Public DNA Database Cracked the Golden State Killer Case, Police Say
Authorities were led to Joseph James DeAngelo by cross-checking his genetic data on GEDmatch, a free and open-source DNA database.
A photo of accused rapist and killer Joseph James DeAngelo is displayed during a news conference on April 25, 2018 in Sacramento, California. Image: Justin Sullivan/Getty Images
The elusive Golden State Killer, also known as the East Area Rapist and the Original Night Stalker—a serial murderer who terrorized California during the 1970s and 1980s—was given another alleged name this week: 72-year-old Joseph James DeAngelo.
Authorities arrested DeAngelo, a former police officer, in connection to the 1978 murders of Brian and Katie Maggiore. DeAngelo is suspected of 12 homicides, including the Maggiore killings, at least 45 rapes, and 120 home burglaries.
It was novel DNA techniques—a free, open-source genealogy website called GEDmatch—that led authorities to the Sacramento man. Using DNA evidence from old crime scenes, Contra Costa County investigators uploaded his genetic profile to GEDmatch, which lets people publicly share DNA data. There, they located DeAngelo’s relative, who police say had a family member matching the killer’s profile.
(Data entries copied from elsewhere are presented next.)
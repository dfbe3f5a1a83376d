//! One scheduled run: configuration, clients, trade date, collection
//!
//! Configuration is validated and every client is built before the first
//! request goes out, so a bad environment fails without touching the network.

use anyhow::{Context, Result};
use chrono::{Local, NaiveDate};
use std::io::Write;
use std::sync::Arc;
use tracing::{error, info};

use crate::api::YahooClient;
use crate::collector::{CollectorOptions, DailyCollector};
use crate::models::{Config, ConfigError, Destination, RunSummary};
use crate::sheets::{CsvWriter, ServiceAccountTokens, SheetWriter, SheetsClient};
use crate::utils::TradingCalendar;

/// Per-invocation choices, usually from the command line
#[derive(Debug, Clone, Default)]
pub struct RunOptions {
    /// Base date; falls back to RUN_DATE, then today
    pub run_date: Option<NaiveDate>,
    pub dry_run: bool,
}

impl RunOptions {
    pub fn destination(&self) -> Destination {
        if self.dry_run {
            Destination::DryRun
        } else {
            Destination::Spreadsheet
        }
    }
}

/// Run the daily collection.
///
/// `load_config` is handed the destination so a dry run does not insist on
/// spreadsheet settings. Dry-run rows go to `dry_run_output` as CSV.
pub async fn run<L, O>(load_config: L, options: &RunOptions, dry_run_output: O) -> Result<RunSummary>
where
    L: FnOnce(Destination) -> Result<Config, ConfigError>,
    O: Write + Send,
{
    let config = load_config(options.destination()).context("failed to load configuration")?;
    info!("📋 {} tickers, layout {:?}", config.tickers.len(), config.layout);

    let provider = YahooClient::new(&config).context("failed to build quote client")?;

    let writer: Box<dyn SheetWriter + '_> = if options.dry_run {
        info!("Dry run: rows go to stdout");
        Box::new(CsvWriter::new(dry_run_output))
    } else {
        let target = config.sheet_target()?;
        let tokens = ServiceAccountTokens::new(&target.credentials)
            .await
            .context("failed to set up service account authentication")?;
        let client = SheetsClient::new(
            &config.sheets_api_base,
            &target.spreadsheet_id,
            Arc::new(tokens),
        )
        .context("failed to build sheets client")?;
        info!("📋 Writing to spreadsheet {}", target.spreadsheet_id);
        Box::new(client)
    };

    let base_date = options
        .run_date
        .or(config.run_date)
        .unwrap_or_else(|| Local::now().date_naive());
    let trade_date = TradingCalendar::new(&provider, config.calendar_symbol.clone())
        .recent_trading_day(base_date)
        .await;
    info!("📅 Base date {}, trade date {}", base_date, trade_date);

    DailyCollector::new(&provider, writer.as_ref(), CollectorOptions::from_config(&config))
        .run(&config.tickers, trade_date)
        .await
}

/// Process exit status for a finished run: 0 only when no ticker failed.
pub fn exit_status(outcome: &Result<RunSummary>) -> u8 {
    match outcome {
        Ok(summary) if summary.is_success() => 0,
        Ok(summary) => {
            for (ticker, reason) in &summary.failed {
                error!("{}: {}", ticker, reason);
            }
            error!(
                "❌ {} tickers failed, {} rows appended",
                summary.failed.len(),
                summary.appended
            );
            1
        }
        Err(e) => {
            error!("❌ {:#}", e);
            1
        }
    }
}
Police lurking on genealogy sites to solve crimes is becoming more common, but is still highly controversial.
According to the Bay Area’s Mercury News, which first reported the database that authorities used:
Lead investigator Paul Holes, a cold case expert and retired Contra Costa County District Attorney inspector, said his team’s biggest tool was GEDmatch, a Florida-based website that pools raw genetic profiles that people share publicly. No court order was needed to access that site’s large database of genetic blueprints. Other major private DNA ancestral sites said they were not approached by police for this case.
“We found a person that was the right age and lived in this area—and that was Mr. DeAngelo,” Steve Grippi, the assistant chief for the Sacramento County District Attorney, told The New York Times.
Police confirmed the connection by obtaining “abandoned” DNA samples from DeAngelo. It matched the evidence of more than 10 murders in California.
GEDmatch did not immediately respond to a request for comment.
Other popular genealogy sites like 23andMe and Ancestry.com do not allow law enforcement to access their data without a court order.
“The answer is no, we have not received inquiries regarding this case,” a 23andMe spokesperson told Motherboard, noting that the service doesn’t allow the comparison of 23andMe data with third-party data, even for forensic use.
“Broadly speaking it's our policy to resist any law enforcement inquiries with all legal and practical means at our disposal,” the 23andMe rep said. “We have had a handful of inquiries over the years, and have never given customer information to law enforcement officials.”
Ancestry.com denied involvement as well. “We have not been in contact with law enforcement regarding the Joseph James DeAngelo case,” a spokesperson for the company told Motherboard. “Ancestry advocates for its members’ privacy and will not share any information with law enforcement unless compelled to by valid legal process.”
MyHeritage, which lets users upload their raw DNA data, also denied involvement.
GEDmatch was founded in 2010 by Curtis Rogers and John Olson, and is based out of Florida. It was created as a tool for “amateur and professional researchers and genealogists,” according to the site. By uploading your data to GEDmatch, you can find people who share common DNA, based on genetic markers, and calculate your connection to them.
“While the database was created for genealogical research, it is important that GEDmatch participants understand the possible uses of their DNA, including identification of relatives that have committed crimes or were victims of crimes,” GEDmatch said in a statement posted on the site.
While California’s “Grim Sleeper” and “Roaming Rapist,” two other violent criminals, were caught this way, in 2010 and 2012 respectively, innocent people have also been wrongfully accused in the past based on information harvested from DNA databases.
In March 2017, investigators in Oregon’s Clackamas County misidentified an elderly resident, who remains unnamed, as a suspect.
According to court records obtained by The Associated Press, investigators similarly compared crime scene DNA to public genetic profiles on DNA databases, and used that information to identify the Oregon man. The man shared a “rare genetic marker” with the Golden State Killer, investigators said, which convinced a judge to order a DNA sample from him.
In California, police are required to collect DNA samples from everyone arrested for a felony, without a judge’s review, and when criminal charges are not pressed.
DeAngelo was arraigned today in Sacramento County Superior Court on two counts of murder, and was denied bail.
This story has been updated to include information about Clackamas County, Oregon, misidentifying an elderly man as the Golden State Killer, and DeAngelo's arraignment today.